そこで、昔は神々が人の世界によく顔を出していた事をありありと理解する。古代では神々は人に近いもので、人に加護を与え、人と言葉を交わしたのだという。ならば、何故人の前に神は姿を現さないのだろうか。―――神殿の最高神官たちは「私たちの信仰が足らずに姿を隠してしまったのだ」などとのたまっているが、僕はそれを信じていなかった。神が姿を現してくれるなら喜ばしい事だが、何だか嫌な予感がして、必死に古い文献を調べた。
そして、そうして様々な場所へと顔を出していた中で奇妙な三人組に出会った。
「むー。なんか凄い嫌だ」
「もう、どうしてそんなに不機嫌そうなの?」
「だってお母さんの事皆忘れているんだもん!!」
不満そうな声を上げる美しい少女と踊り子の少女と、二人の少女を見て微笑んでいる一人の女性。
不機嫌そうな顔を浮かべている美しい少女は何処までも神秘的で、言葉に表せないほどの何かを持ち合わせていた。真っ赤な髪と、緑の瞳を持ち、その恰好は何処かその場で浮いていた。
「確かこのあたりには《ウィーン神殿》があったものね。今は名前が変わっているみたいだけど」
僕は女性がそんな言葉を言ったのを聞いて、思わず耳を疑ってしまった。
どうしてこんな少女がそんな僕が最近になって知りえた情報を知っているのだろうと。もしかしたら僕が知りたい答えを知っているのではないか、そんな風にさえ思えて。
僕は居てもたってもいられなくて。思わず、話しかけた。
「あ、あの!」と声をかけ、怪訝そうな顔をされたけれど、聞いた。どうして、《ウィーン神殿》の名を知っているかと。

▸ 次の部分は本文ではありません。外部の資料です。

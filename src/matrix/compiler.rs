//! Matrix compiler: one document in, one script per binding out

use std::path::{Path, PathBuf};
use std::sync::Arc;

use tracing::info;

use super::axis::{AxisSet, Bindings};
use super::defaults::DefaultParameterSet;
use super::parser::DirectiveParser;
use super::pattern::DescriptorMatcher;
use super::script::TestScript;
use crate::common::Result;

/// A parsed matrix document
///
/// Parsing happens once, in [`MatrixCompiler::open`]. Scripts are compiled
/// lazily as the caller iterates.
#[derive(Debug, Clone)]
pub struct MatrixCompiler {
    name: Arc<str>,
    root: PathBuf,
    axes: AxisSet,
    defaults: Arc<DefaultParameterSet>,
    body: Arc<[u8]>,
}

impl MatrixCompiler {
    /// Parse the document at `path`, including everything it includes
    pub fn open(path: impl AsRef<Path>) -> Result<Self> {
        let root = path.as_ref().to_path_buf();
        let doc = DirectiveParser::open(&root)?.parse()?;

        let compiler = Self {
            name: Arc::from(matrix_name(&root)),
            root,
            axes: doc.axes,
            defaults: Arc::new(doc.defaults),
            body: Arc::from(doc.body),
        };

        info!(
            matrix = %compiler.name,
            axes = compiler.axes.len(),
            scripts = ?compiler.axes.binding_count(),
            "compiled matrix"
        );
        Ok(compiler)
    }

    /// Base name of the root document without its extension
    pub fn name(&self) -> &str {
        &self.name
    }

    pub fn root(&self) -> &Path {
        &self.root
    }

    pub fn axes(&self) -> &AxisSet {
        &self.axes
    }

    pub fn defaults(&self) -> &DefaultParameterSet {
        &self.defaults
    }

    /// Body shared by every script, exactly as read from the documents
    pub fn body(&self) -> &[u8] {
        &self.body
    }

    /// Number of scripts the matrix expands to, `None` on overflow
    pub fn len(&self) -> Option<usize> {
        self.axes.binding_count()
    }

    pub fn is_empty(&self) -> bool {
        self.len() == Some(0)
    }

    /// Compile every script, in binding order
    pub fn iter(&self) -> Scripts<'_> {
        Scripts {
            compiler: self,
            bindings: self.axes.bindings(),
        }
    }

    /// Compile every script, keeping those whose descriptor matches
    ///
    /// Each script is compiled before it is tested; `None` keeps everything.
    pub fn iter_matching<'a, M>(
        &'a self,
        matcher: Option<&'a M>,
    ) -> impl Iterator<Item = TestScript> + 'a
    where
        M: DescriptorMatcher + ?Sized + 'a,
    {
        self.iter()
            .filter(move |script| matcher.map_or(true, |m| m.matches(&script.descriptor())))
    }
}

impl<'a> IntoIterator for &'a MatrixCompiler {
    type Item = TestScript;
    type IntoIter = Scripts<'a>;

    fn into_iter(self) -> Scripts<'a> {
        self.iter()
    }
}

/// Lazy iterator of compiled scripts
pub struct Scripts<'a> {
    compiler: &'a MatrixCompiler,
    bindings: Bindings<'a>,
}

impl Iterator for Scripts<'_> {
    type Item = TestScript;

    fn next(&mut self) -> Option<TestScript> {
        let binding = self.bindings.next()?;
        Some(TestScript::new(
            Arc::clone(&self.compiler.name),
            binding,
            Arc::clone(&self.compiler.defaults),
            Arc::clone(&self.compiler.body),
        ))
    }

    fn size_hint(&self) -> (usize, Option<usize>) {
        self.bindings.size_hint()
    }
}

fn matrix_name(root: &Path) -> String {
    root.file_stem()
        .map(|s| s.to_string_lossy().into_owned())
        .unwrap_or_else(|| root.display().to_string())
}
//! Logging and tracing configuration
//!
//! Logs go to stderr so stdout stays clean for rendered scripts,
//! descriptor listings and JSON output.

use tracing_subscriber::{fmt, layer::SubscriberExt, util::SubscriberInitExt, EnvFilter};

/// Default filter directive for a given `-v` count
fn default_directive(verbosity: u8) -> &'static str {
    match verbosity {
        0 => "matrix_shell=info,warn",
        1 => "matrix_shell=debug,info",
        _ => "matrix_shell=trace,debug",
    }
}

/// Initialize tracing for the CLI (stderr logging)
///
/// Logs are controlled by the `RUST_LOG` environment variable when set.
/// Otherwise `verbosity` picks the level for this crate.
pub fn init_cli(verbosity: u8) {
    let filter = EnvFilter::try_from_default_env()
        .unwrap_or_else(|_| EnvFilter::new(default_directive(verbosity)));

    tracing_subscriber::registry()
        .with(filter)
        .with(
            fmt::layer()
                .with_writer(std::io::stderr)
                .with_target(false)
                .with_thread_ids(false)
                .with_file(false)
                .with_line_number(false)
                .compact(),
        )
        .init();
}
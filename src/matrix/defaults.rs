//! Default parameters shared by every script of a matrix
//!
//! A `default_params:` block is either a YAML mapping or a list of
//! single-entry mappings. Entries are kept exactly in block order.

use serde_yaml::Value;

use super::scalar_text;
use crate::common::{Error, Result};

#[derive(Debug, Clone, Default, PartialEq, Eq)]
pub struct DefaultParameterSet {
    entries: Vec<(String, String)>,
}

impl DefaultParameterSet {
    pub fn new(entries: Vec<(String, String)>) -> Self {
        Self { entries }
    }

    /// Parse the text of a `default_params:` block
    pub fn parse(text: &str) -> Result<Self> {
        let doc: Value =
            serde_yaml::from_str(text).map_err(|e| Error::MalformedDefaultData(e.to_string()))?;

        let mut entries = Vec::new();
        match doc {
            Value::Null => {}
            Value::Mapping(mapping) => {
                for (key, value) in &mapping {
                    entries.push(entry(key, value)?);
                }
            }
            Value::Sequence(items) => {
                for item in &items {
                    match item {
                        Value::Mapping(single) if single.len() == 1 => {
                            for (key, value) in single {
                                entries.push(entry(key, value)?);
                            }
                        }
                        _ => {
                            return Err(Error::MalformedDefaultData(
                                "list items must each be a single `key: value` entry".to_string(),
                            ))
                        }
                    }
                }
            }
            _ => {
                return Err(Error::MalformedDefaultData(
                    "expected a mapping or a list of `key: value` entries".to_string(),
                ))
            }
        }

        Ok(Self { entries })
    }

    /// Entries in block order
    pub fn iter(&self) -> impl Iterator<Item = (&str, &str)> {
        self.entries.iter().map(|(k, v)| (k.as_str(), v.as_str()))
    }

    pub fn len(&self) -> usize {
        self.entries.len()
    }

    pub fn is_empty(&self) -> bool {
        self.entries.is_empty()
    }
}

fn entry(key: &Value, value: &Value) -> Result<(String, String)> {
    let key = scalar_text(key).ok_or_else(|| {
        Error::MalformedDefaultData("parameter names must be scalars".to_string())
    })?;
    let value = scalar_text(value).ok_or_else(|| {
        Error::MalformedDefaultData(format!("value of '{key}' must be a scalar"))
    })?;
    Ok((key, value))
}
//! PostgreSQL-backed [`CampRepository`].

use std::collections::HashMap;

use async_trait::async_trait;
use codecamp_core::types::{DbId, EventDate};
use sqlx::{PgConnection, PgPool};

use super::{CampRepository, Change, ChangeSet};
use crate::models::camp::Camp;
use crate::models::talk::{Talk, TalkRow};
use crate::DbError;

/// Column list shared across camp queries to avoid repetition.
const COLUMNS: &str = "id, name, moniker, event_date, length, venue, address1, address2, \
     address3, city_town, state_province, postal_code, country";

/// Talk columns joined with their (optional) speaker.
const TALK_COLUMNS: &str = "t.id, t.camp_id, t.title, t.abstract_text, t.level, \
     s.id AS speaker_id, s.first_name, s.middle_name, s.last_name, s.company, \
     s.company_url, s.blog_url, s.twitter, s.github";

/// Camp repository over a shared connection pool.
#[derive(Debug, Clone)]
pub struct PgCampRepo {
    pool: PgPool,
}

impl PgCampRepo {
    pub fn new(pool: PgPool) -> Self {
        Self { pool }
    }

    /// Load the talks of every camp in `camps` and attach them in place.
    async fn attach_talks(&self, camps: &mut [Camp]) -> Result<(), sqlx::Error> {
        if camps.is_empty() {
            return Ok(());
        }
        let ids: Vec<DbId> = camps.iter().map(|c| c.id).collect();
        let query = format!(
            "SELECT {TALK_COLUMNS}
             FROM talks t
             LEFT JOIN speakers s ON s.id = t.speaker_id
             WHERE t.camp_id = ANY($1)
             ORDER BY t.id"
        );
        let rows = sqlx::query_as::<_, TalkRow>(&query)
            .bind(&ids)
            .fetch_all(&self.pool)
            .await?;

        let mut by_camp: HashMap<DbId, Vec<Talk>> = HashMap::new();
        for row in rows {
            by_camp.entry(row.camp_id).or_default().push(Talk::from(row));
        }
        for camp in camps.iter_mut() {
            camp.talks = by_camp.remove(&camp.id).unwrap_or_default();
        }
        Ok(())
    }
}

#[async_trait]
impl CampRepository for PgCampRepo {
    async fn get_all_camps(&self, include_talks: bool) -> Result<Vec<Camp>, DbError> {
        let query = format!("SELECT {COLUMNS} FROM camps ORDER BY event_date DESC, id DESC");
        let mut camps = sqlx::query_as::<_, Camp>(&query)
            .fetch_all(&self.pool)
            .await?;
        if include_talks {
            self.attach_talks(&mut camps).await?;
        }
        Ok(camps)
    }

    async fn get_camp(
        &self,
        moniker: &str,
        include_talks: bool,
    ) -> Result<Option<Camp>, DbError> {
        let query = format!("SELECT {COLUMNS} FROM camps WHERE moniker = $1");
        let camp = sqlx::query_as::<_, Camp>(&query)
            .bind(moniker)
            .fetch_optional(&self.pool)
            .await?;
        match camp {
            Some(camp) if include_talks => {
                let mut camps = [camp];
                self.attach_talks(&mut camps).await?;
                let [camp] = camps;
                Ok(Some(camp))
            }
            other => Ok(other),
        }
    }

    async fn get_camps_by_event_date(
        &self,
        date: EventDate,
        include_talks: bool,
    ) -> Result<Vec<Camp>, DbError> {
        let query = format!(
            "SELECT {COLUMNS} FROM camps WHERE event_date = $1 ORDER BY event_date DESC, id DESC"
        );
        let mut camps = sqlx::query_as::<_, Camp>(&query)
            .bind(date)
            .fetch_all(&self.pool)
            .await?;
        if include_talks {
            self.attach_talks(&mut camps).await?;
        }
        Ok(camps)
    }

    async fn save_changes(&self, changes: ChangeSet) -> Result<bool, DbError> {
        if changes.is_empty() {
            return Ok(false);
        }

        let mut tx = self.pool.begin().await?;
        let mut affected = 0u64;
        for change in changes.into_changes() {
            affected += match change {
                Change::Add(camp) => insert_camp(&mut *tx, &camp).await?,
                Change::Modify(camp) => update_camp(&mut *tx, &camp).await?,
                Change::Delete(camp) => delete_camp(&mut *tx, camp.id).await?,
            };
        }
        tx.commit().await?;

        tracing::debug!(affected, "Saved camp changes");
        Ok(affected > 0)
    }

    async fn ping(&self) -> Result<(), DbError> {
        crate::health_check(&self.pool).await?;
        Ok(())
    }
}

async fn insert_camp(conn: &mut PgConnection, camp: &Camp) -> Result<u64, sqlx::Error> {
    let result = sqlx::query(
        "INSERT INTO camps (name, moniker, event_date, length, venue, address1, address2,
                            address3, city_town, state_province, postal_code, country)
         VALUES ($1, $2, $3, $4, $5, $6, $7, $8, $9, $10, $11, $12)",
    )
    .bind(&camp.name)
    .bind(&camp.moniker)
    .bind(camp.event_date)
    .bind(camp.length)
    .bind(&camp.venue)
    .bind(&camp.address1)
    .bind(&camp.address2)
    .bind(&camp.address3)
    .bind(&camp.city_town)
    .bind(&camp.state_province)
    .bind(&camp.postal_code)
    .bind(&camp.country)
    .execute(conn)
    .await?;
    Ok(result.rows_affected())
}

async fn update_camp(conn: &mut PgConnection, camp: &Camp) -> Result<u64, sqlx::Error> {
    let result = sqlx::query(
        "UPDATE camps SET
            name = $2,
            moniker = $3,
            event_date = $4,
            length = $5,
            venue = $6,
            address1 = $7,
            address2 = $8,
            address3 = $9,
            city_town = $10,
            state_province = $11,
            postal_code = $12,
            country = $13
         WHERE id = $1",
    )
    .bind(camp.id)
    .bind(&camp.name)
    .bind(&camp.moniker)
    .bind(camp.event_date)
    .bind(camp.length)
    .bind(&camp.venue)
    .bind(&camp.address1)
    .bind(&camp.address2)
    .bind(&camp.address3)
    .bind(&camp.city_town)
    .bind(&camp.state_province)
    .bind(&camp.postal_code)
    .bind(&camp.country)
    .execute(conn)
    .await?;
    Ok(result.rows_affected())
}

/// Talks go with the camp through `ON DELETE CASCADE`.
async fn delete_camp(conn: &mut PgConnection, id: DbId) -> Result<u64, sqlx::Error> {
    let result = sqlx::query("DELETE FROM camps WHERE id = $1")
        .bind(id)
        .execute(conn)
        .await?;
    Ok(result.rows_affected())
}
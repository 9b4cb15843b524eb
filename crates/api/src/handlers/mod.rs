pub mod camp;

そうしたら何処までも美しい少女は、殺気立った。恐ろしいほどの雰囲気を、漂わせてこちらをにらみつけていた。
僕は、目の前の存在が、人間だと思えなかった。別の何かのように思えた。にらまれただけで、動けなかった。どうしようもないほどに恐ろしかった。
「こらこら、フィートやめなさい」
「だって、お母さん!」
女性にたしなめられ、少女は文句を言いながらも殺気を抑える。それにほっとした。
「貴方はどうして《ウィーン神殿》の名を知っているの?」
そして女性は、僕に向かって問いかけた。僕はそれに対して正直に答えた。何だか正直に答えなければならない気がしたから。そして僕が答えれば、僕の知りたい事を教えてもらえると思ったから。
女性は、僕の言葉に笑った。何処か嬉しそうに、微笑む女性から僕は目をそらせなかった。
「―――貴方は、真実を知っても後悔しない?」
「はい、僕はどんな真実だって、知りたいです」
女性の問いに僕は頷いた。やっぱりこの人たちは何かを知っているらしい。そしてその言葉は、僕を騙すための言葉にはとてもじゃないけど思えなかった。彼女たちが、嘘をついていない事がなんとなくわかった。
もう一人の踊り子の少女は、何もしゃべることなく僕らの会話を聞いていた。
そして、その女性の語った言葉は僕にとって衝撃だった。
元々《ウィーン神殿》は女神フウレイを祭る神殿ではなく、何百年も前に信仰されていた風の女神ウィントを祭る神殿だったということ。
およそ八百年前に風の女神ウィントは、とある女神に謀られ、長い眠りについたこと。
その女神の手により、ウィントの存在が消されてしまったこと。
そしてその女神に夢中になり、神としての仕事を放棄した他の神々は人間界に姿を現さなくなった事。
現実味のない話が語られる。女性の口から語られるのは、僕がずっと知りたかったことだ。嘘、だとは思えなかった。女性の雰囲気が、そう思わせてくれなかった。
でも本当にそれが真実だとすれば、僕らは本来信仰すべき女神様を忘れてしまっている事になる。
それともう一つ気になることがあった。
「――――どうしてあなたたちはそれを知っているのですか」
そう問いかければ、美しい少女と女性は言いよどんだ。
そこで、はじめて踊り子の少女が口を開いた。
踊り子から紡がれた言葉は、僕にとって衝撃的な言葉であった。
「―――このお方は、貴方たちの崇拝する忘れられし風の女神ウィント。そしてこちらのお方は風の女神ウィントと火の神フランの娘、風と火の女神フィート」
目の前に居る人間と変わらない存在が、神なのだと踊り子は告げた。
正直理解しがたかった。だけれども、どうしてもそれが嘘だとは思えなかった。
例え嘘だったとしてもこの人外じみた美しさを持つこの人たちの望むようにしたいとさえ思ってしまった。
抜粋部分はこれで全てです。